THE PROBLEM: Search the entries below for the word "validation" and copy every line where it appears.

RECORD SET:
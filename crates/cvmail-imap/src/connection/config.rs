//! Connection configuration types.

use std::time::Duration;

/// Connection security mode.
#[derive(Debug, Clone, Copy, PartialEq, Eq, Default)]
pub enum Security {
    /// Plain TCP (port 143). Only for local test servers.
    None,
    /// TLS from the first byte (port 993).
    #[default]
    Implicit,
}

impl Security {
    /// Returns the default port for this security mode.
    #[must_use]
    pub const fn default_port(self) -> u16 {
        match self {
            Self::None => 143,
            Self::Implicit => 993,
        }
    }
}

/// IMAP connection configuration.
#[derive(Debug, Clone, PartialEq, Eq)]
pub struct Config {
    /// Server hostname.
    pub host: String,
    /// Server port.
    pub port: u16,
    /// Security mode.
    pub security: Security,
    /// Upper bound on TCP connect plus TLS handshake.
    pub connect_timeout: Duration,
    /// Upper bound on waiting for any single server response.
    pub io_timeout: Duration,
    /// Skip certificate and hostname validation.
    pub accept_invalid_certs: bool,
}

impl Config {
    /// Implicit TLS on port 993 with certificate validation.
    #[must_use]
    pub fn new(host: impl Into<String>) -> Self {
        ConfigBuilder::new(host).build()
    }

    /// Creates a configuration builder.
    #[must_use]
    pub fn builder(host: impl Into<String>) -> ConfigBuilder {
        ConfigBuilder::new(host)
    }
}

/// Builder for [`Config`].
#[derive(Debug, Clone)]
pub struct ConfigBuilder {
    host: String,
    port: Option<u16>,
    security: Security,
    connect_timeout: Duration,
    io_timeout: Duration,
    accept_invalid_certs: bool,
}

impl ConfigBuilder {
    /// Creates a new builder with the given hostname.
    #[must_use]
    pub fn new(host: impl Into<String>) -> Self {
        Self {
            host: host.into(),
            port: None,
            security: Security::Implicit,
            connect_timeout: Duration::from_secs(30),
            io_timeout: Duration::from_secs(60),
            accept_invalid_certs: false,
        }
    }

    /// Sets the port.
    #[must_use]
    pub const fn port(mut self, port: u16) -> Self {
        self.port = Some(port);
        self
    }

    /// Sets the security mode.
    #[must_use]
    pub const fn security(mut self, security: Security) -> Self {
        self.security = security;
        self
    }

    /// Sets the connection timeout.
    #[must_use]
    pub const fn connect_timeout(mut self, timeout: Duration) -> Self {
        self.connect_timeout = timeout;
        self
    }

    /// Sets the per-response I/O timeout.
    #[must_use]
    pub const fn io_timeout(mut self, timeout: Duration) -> Self {
        self.io_timeout = timeout;
        self
    }

    /// Disables certificate validation when `accept` is true.
    #[must_use]
    pub const fn accept_invalid_certs(mut self, accept: bool) -> Self {
        self.accept_invalid_certs = accept;
        self
    }

    /// Builds the configuration.
    #[must_use]
    pub fn build(self) -> Config {
        Config {
            host: self.host,
            port: self.port.unwrap_or_else(|| self.security.default_port()),
            security: self.security,
            connect_timeout: self.connect_timeout,
            io_timeout: self.io_timeout,
            accept_invalid_certs: self.accept_invalid_certs,
        }
    }
}
//! Mailbox names.

/// A mailbox name such as `INBOX`.
#[derive(Debug, Clone, PartialEq, Eq, Hash)]
pub struct Mailbox(pub String);

impl Mailbox {
    /// Creates a mailbox name.
    #[must_use]
    pub fn new(name: impl Into<String>) -> Self {
        Self(name.into())
    }

    /// The INBOX mailbox.
    #[must_use]
    pub fn inbox() -> Self {
        Self::new("INBOX")
    }

    /// Returns the name as a string slice.
    #[must_use]
    pub fn as_str(&self) -> &str {
        &self.0
    }
}

impl std::fmt::Display for Mailbox {
    fn fmt(&self, f: &mut std::fmt::Formatter<'_>) -> std::fmt::Result {
        f.write_str(&self.0)
    }
}
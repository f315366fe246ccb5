//! Tags and message sequence numbers.

use std::num::NonZeroU32;

/// IMAP command tag.
///
/// Each command carries a unique tag and the server echoes it on the
/// completion line, which is how responses are matched to commands.
#[derive(Debug, Clone, PartialEq, Eq, Hash)]
pub struct Tag(pub String);

impl Tag {
    /// Creates a new tag from a string.
    #[must_use]
    pub fn new(tag: impl Into<String>) -> Self {
        Self(tag.into())
    }

    /// Returns the tag as a string slice.
    #[must_use]
    pub fn as_str(&self) -> &str {
        &self.0
    }
}

impl std::fmt::Display for Tag {
    fn fmt(&self, f: &mut std::fmt::Formatter<'_>) -> std::fmt::Result {
        f.write_str(&self.0)
    }
}

/// Message sequence number.
///
/// Sequence numbers start at 1 and are only stable for the lifetime of the
/// selected mailbox.
#[derive(Debug, Clone, Copy, PartialEq, Eq, PartialOrd, Ord, Hash)]
pub struct SeqNum(pub NonZeroU32);

impl SeqNum {
    /// Creates a new sequence number, or `None` for 0.
    #[must_use]
    pub fn new(n: u32) -> Option<Self> {
        NonZeroU32::new(n).map(Self)
    }

    /// Returns the underlying value.
    #[must_use]
    pub const fn get(self) -> u32 {
        self.0.get()
    }
}

impl std::fmt::Display for SeqNum {
    fn fmt(&self, f: &mut std::fmt::Formatter<'_>) -> std::fmt::Result {
        write!(f, "{}", self.0)
    }
}
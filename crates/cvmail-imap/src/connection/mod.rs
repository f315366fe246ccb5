//! IMAP connection management.
//!
//! - Configuration (host, port, security, timeouts)
//! - TLS/plaintext stream abstraction
//! - Response framing with literal support
//! - Type-state client

mod client;
mod config;
mod framed;
mod stream;

pub use client::{Authenticated, Client, NotAuthenticated, Selected};
pub use config::{Config, ConfigBuilder, Security};
pub use framed::FramedStream;
pub use stream::{ImapStream, connect, create_tls_connector};
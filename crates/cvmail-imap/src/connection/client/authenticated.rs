//! Implementation for the authenticated state.

use bytes::Bytes;
use tokio::io::{AsyncRead, AsyncWrite};

use super::Client;
use super::states::{Authenticated, Selected};
use crate::command::Command;
use crate::parser::{Response, ResponseParser, UntaggedResponse};
use crate::types::Mailbox;
use crate::{Error, Result};

impl<S> Client<S, Authenticated>
where
    S: AsyncRead + AsyncWrite + Unpin,
{
    /// Opens a mailbox read-write.
    pub async fn select(mut self, mailbox: &str) -> Result<Client<S, Selected>> {
        let responses = self
            .execute(&Command::Select {
                mailbox: Mailbox::new(mailbox),
            })
            .await?;
        tracing::debug!(mailbox, exists = exists_count(&responses), "mailbox selected");

        Ok(self.transition(Selected::new(mailbox)))
    }

    /// Like [`select`](Self::select) but hands the connection back whenever
    /// it is still usable, so it can be logged out.
    pub async fn try_select(
        mut self,
        mailbox: &str,
    ) -> std::result::Result<Client<S, Selected>, (Error, Option<Self>)> {
        let command = Command::Select {
            mailbox: Mailbox::new(mailbox),
        };
        match self.execute(&command).await {
            Ok(responses) => {
                tracing::debug!(mailbox, exists = exists_count(&responses), "mailbox selected");
                Ok(self.transition(Selected::new(mailbox)))
            }
            Err(e) if e.is_connection_lost() => Err((e, None)),
            Err(e) => Err((e, Some(self))),
        }
    }
}

/// Last EXISTS count reported during a SELECT exchange.
fn exists_count(responses: &[Bytes]) -> u32 {
    responses
        .iter()
        .rev()
        .find_map(|bytes| match ResponseParser::parse(bytes) {
            Ok(Response::Untagged(UntaggedResponse::Exists(n))) => Some(n),
            _ => None,
        })
        .unwrap_or(0)
}
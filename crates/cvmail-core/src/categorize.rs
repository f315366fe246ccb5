//! Job-title categorization of messages by subject.

use regex::Regex;
use serde::ser::SerializeMap;
use serde::{Deserialize, Serialize, Serializer};

use crate::decoder::ParsedMessage;

/// Bucket for messages that match no category.
pub const UNCATEGORIZED: &str = "Uncategorized";

/// A named set of keyword phrases.
#[derive(Debug, Clone, PartialEq, Eq, Serialize, Deserialize)]
pub struct JobCategory {
    /// Category (bucket) name.
    pub name: String,
    /// Phrases matched as whole words, in order.
    pub keywords: Vec<String>,
}

impl JobCategory {
    /// Creates a category.
    pub fn new<I, K>(name: impl Into<String>, keywords: I) -> Self
    where
        I: IntoIterator<Item = K>,
        K: Into<String>,
    {
        Self {
            name: name.into(),
            keywords: keywords.into_iter().map(Into::into).collect(),
        }
    }
}

/// The built-in categories.
#[must_use]
pub fn default_categories() -> Vec<JobCategory> {
    vec![
        JobCategory::new("Prompt Engineer", ["prompt engineer"]),
        JobCategory::new("Software Engineer", ["software engineer"]),
        JobCategory::new("Process Engineer", ["process engineer"]),
    ]
}

/// Assigns each subject to the first category with a matching keyword.
#[derive(Debug, Clone)]
pub struct Categorizer {
    categories: Vec<CompiledCategory>,
}

#[derive(Debug, Clone)]
struct CompiledCategory {
    category: JobCategory,
    patterns: Vec<Regex>,
}

impl Categorizer {
    /// Compiles `categories`. Order decides precedence. Blank keywords
    /// are ignored.
    ///
    /// # Errors
    ///
    /// Returns an error if a keyword pattern exceeds the regex size limits.
    pub fn new(categories: Vec<JobCategory>) -> Result<Self, regex::Error> {
        let categories = categories
            .into_iter()
            .map(|category| -> Result<CompiledCategory, regex::Error> {
                let patterns = category
                    .keywords
                    .iter()
                    .map(|k| k.trim().to_lowercase())
                    .filter(|k| !k.is_empty())
                    .map(|k| Regex::new(&format!(r"\b{}\b", regex::escape(&k))))
                    .collect::<Result<Vec<_>, _>>()?;
                Ok(CompiledCategory { category, patterns })
            })
            .collect::<Result<Vec<_>, _>>()?;

        Ok(Self { categories })
    }

    /// Categorizer for [`default_categories`].
    ///
    /// # Errors
    ///
    /// See [`new`](Self::new).
    pub fn with_defaults() -> Result<Self, regex::Error> {
        Self::new(default_categories())
    }

    /// Configured categories in precedence order.
    pub fn categories(&self) -> impl Iterator<Item = &JobCategory> {
        self.categories.iter().map(|c| &c.category)
    }

    /// Category name for `subject`, or [`UNCATEGORIZED`].
    #[must_use]
    pub fn categorize_one(&self, subject: &str) -> &str {
        let subject = subject.to_lowercase();
        self.categories
            .iter()
            .find(|c| c.patterns.iter().any(|p| p.is_match(&subject)))
            .map_or(UNCATEGORIZED, |c| c.category.name.as_str())
    }

    /// Buckets every message by subject, keeping input order per bucket.
    #[must_use]
    pub fn categorize_all<I>(&self, messages: I) -> CategorizedMailbox
    where
        I: IntoIterator<Item = ParsedMessage>,
    {
        let mut mailbox = CategorizedMailbox::with_buckets(
            self.categories()
                .map(|c| c.name.as_str())
                .chain(std::iter::once(UNCATEGORIZED)),
        );

        for message in messages {
            let name = self.categorize_one(&message.subject);
            tracing::trace!(subject = %message.subject, category = name, "categorized");
            mailbox.push(name, message);
        }
        mailbox
    }
}

/// Category name to messages, in category order with
/// [`UNCATEGORIZED`] last.
///
/// Serializes as a JSON object whose keys keep that order.
#[derive(Debug, Clone, Default, PartialEq, Eq)]
pub struct CategorizedMailbox {
    buckets: Vec<(String, Vec<ParsedMessage>)>,
}

impl CategorizedMailbox {
    fn with_buckets<'a>(names: impl IntoIterator<Item = &'a str>) -> Self {
        let mut mailbox = Self::default();
        for name in names {
            if mailbox.get(name).is_none() {
                mailbox.buckets.push((name.to_string(), Vec::new()));
            }
        }
        mailbox
    }

    fn push(&mut self, name: &str, message: ParsedMessage) {
        if let Some((_, messages)) = self.buckets.iter_mut().find(|(n, _)| n == name) {
            messages.push(message);
        } else {
            self.buckets.push((name.to_string(), vec![message]));
        }
    }

    /// Messages in bucket `name`.
    #[must_use]
    pub fn get(&self, name: &str) -> Option<&[ParsedMessage]> {
        self.buckets
            .iter()
            .find(|(n, _)| n == name)
            .map(|(_, messages)| messages.as_slice())
    }

    /// Buckets in order.
    pub fn iter(&self) -> impl Iterator<Item = (&str, &[ParsedMessage])> {
        self.buckets
            .iter()
            .map(|(name, messages)| (name.as_str(), messages.as_slice()))
    }

    /// Bucket names in order.
    pub fn names(&self) -> impl Iterator<Item = &str> {
        self.buckets.iter().map(|(name, _)| name.as_str())
    }

    /// Total number of messages across buckets.
    #[must_use]
    pub fn message_count(&self) -> usize {
        self.buckets.iter().map(|(_, messages)| messages.len()).sum()
    }
}

impl Serialize for CategorizedMailbox {
    fn serialize<S: Serializer>(&self, serializer: S) -> Result<S::Ok, S::Error> {
        let mut map = serializer.serialize_map(Some(self.buckets.len()))?;
        for (name, messages) in &self.buckets {
            map.serialize_entry(name, messages)?;
        }
        map.end()
    }
}
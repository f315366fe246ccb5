//! Implementation for the not-authenticated state.

use tokio::io::{AsyncRead, AsyncWrite};

use super::Client;
use super::states::{Authenticated, NotAuthenticated};
use crate::command::{Command, TagGenerator};
use crate::connection::framed::FramedStream;
use crate::parser::{Response, ResponseParser, UntaggedResponse};
use crate::types::Status;
use crate::{Error, Result};

impl<S> Client<S, NotAuthenticated>
where
    S: AsyncRead + AsyncWrite + Unpin,
{
    /// Wraps a connected stream and reads the server greeting.
    pub async fn from_stream(stream: S) -> Result<Self> {
        let mut framed = FramedStream::new(stream);

        let greeting = framed.read_response().await?;
        match ResponseParser::parse(&greeting)? {
            Response::Untagged(UntaggedResponse::Status {
                status: Status::Ok | Status::PreAuth,
                text,
            }) => tracing::debug!(greeting = %text, "server ready"),
            Response::Untagged(UntaggedResponse::Status {
                status: Status::Bye,
                text,
            }) => return Err(Error::Bye(text)),
            other => {
                return Err(Error::Protocol(format!("unexpected greeting: {other:?}")));
            }
        }

        Ok(Self {
            stream: framed,
            tag_gen: TagGenerator::default(),
            state: NotAuthenticated,
        })
    }

    /// Authenticates with LOGIN.
    ///
    /// On failure the client is dropped; the caller decides whether to
    /// reconnect.
    pub async fn login(
        mut self,
        username: &str,
        password: &str,
    ) -> Result<Client<S, Authenticated>> {
        self.execute(&Command::Login {
            username: username.to_string(),
            password: password.to_string(),
        })
        .await?;

        tracing::info!(username, "logged in");
        Ok(self.transition(Authenticated))
    }

    /// Like [`login`](Self::login) but hands the connection back whenever
    /// it is still usable, so it can be logged out.
    pub async fn try_login(
        mut self,
        username: &str,
        password: &str,
    ) -> std::result::Result<Client<S, Authenticated>, (Error, Option<Self>)> {
        match self
            .execute(&Command::Login {
                username: username.to_string(),
                password: password.to_string(),
            })
            .await
        {
            Ok(_) => {
                tracing::info!(username, "logged in");
                Ok(self.transition(Authenticated))
            }
            Err(e) if e.is_connection_lost() => Err((e, None)),
            Err(e) => Err((e, Some(self))),
        }
    }
}

#[cfg(test)]
#[allow(clippy::unwrap_used)]
mod tests {
    use tokio_test::io::Builder;

    use super::*;

    #[tokio::test]
    async fn test_greeting_ok() {
        let mock = Builder::new().read(b"* OK [CAPABILITY IMAP4rev1] ready\r\n").build();
        assert!(Client::from_stream(mock).await.is_ok());
    }

    #[tokio::test]
    async fn test_greeting_bye() {
        let mock = Builder::new().read(b"* BYE too many connections\r\n").build();
        let err = Client::from_stream(mock).await.unwrap_err();
        assert!(matches!(err, Error::Bye(t) if t == "too many connections"));
    }

    #[tokio::test]
    async fn test_login_success() {
        let mock = Builder::new()
            .read(b"* OK ready\r\n")
            .write(b"A0000 LOGIN user@example.com secret\r\n")
            .read(b"* CAPABILITY IMAP4rev1 UNSELECT\r\n")
            .read(b"A0000 OK user@example.com authenticated (Success)\r\n")
            .build();

        let client = Client::from_stream(mock).await.unwrap();
        assert!(client.login("user@example.com", "secret").await.is_ok());
    }

    #[tokio::test]
    async fn test_login_rejected() {
        let mock = Builder::new()
            .read(b"* OK ready\r\n")
            .write(b"A0000 LOGIN user@example.com wrong\r\n")
            .read(b"A0000 NO [AUTHENTICATIONFAILED] Invalid credentials (Failure)\r\n")
            .build();

        let client = Client::from_stream(mock).await.unwrap();
        let err = client.login("user@example.com", "wrong").await.unwrap_err();
        assert!(matches!(err, Error::No(t) if t.contains("Invalid credentials")));
    }

    #[tokio::test]
    async fn test_try_login_returns_connection_for_logout() {
        let mock = Builder::new()
            .read(b"* OK ready\r\n")
            .write(b"A0000 LOGIN user@example.com wrong\r\n")
            .read(b"A0000 NO [ALERT] Application-specific password required\r\n")
            .write(b"A0001 LOGOUT\r\n")
            .read(b"* BYE logging out\r\n")
            .read(b"A0001 OK bye\r\n")
            .build();

        let client = Client::from_stream(mock).await.unwrap();
        let (err, client) = client
            .try_login("user@example.com", "wrong")
            .await
            .unwrap_err();
        assert!(err.to_string().contains("Application-specific password"));
        client.unwrap().logout().await.unwrap();
    }

    #[tokio::test]
    async fn test_unencodable_password_is_not_sent() {
        let mock = Builder::new()
            .read(b"* OK ready\r\n")
            .write(b"A0001 LOGOUT\r\n")
            .read(b"A0001 OK bye\r\n")
            .build();

        let client = Client::from_stream(mock).await.unwrap();
        let (err, client) = client
            .try_login("user@example.com", "pw\r\nA9 LOGOUT")
            .await
            .unwrap_err();
        assert!(matches!(err, Error::InvalidArgument(_)));
        client.unwrap().logout().await.unwrap();
    }
}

TASK SOLUTION:
    /// Skip certificate and hostname validation.
    /// Implicit TLS on port 993 with certificate validation.
    /// Disables certificate validation when `accept` is true.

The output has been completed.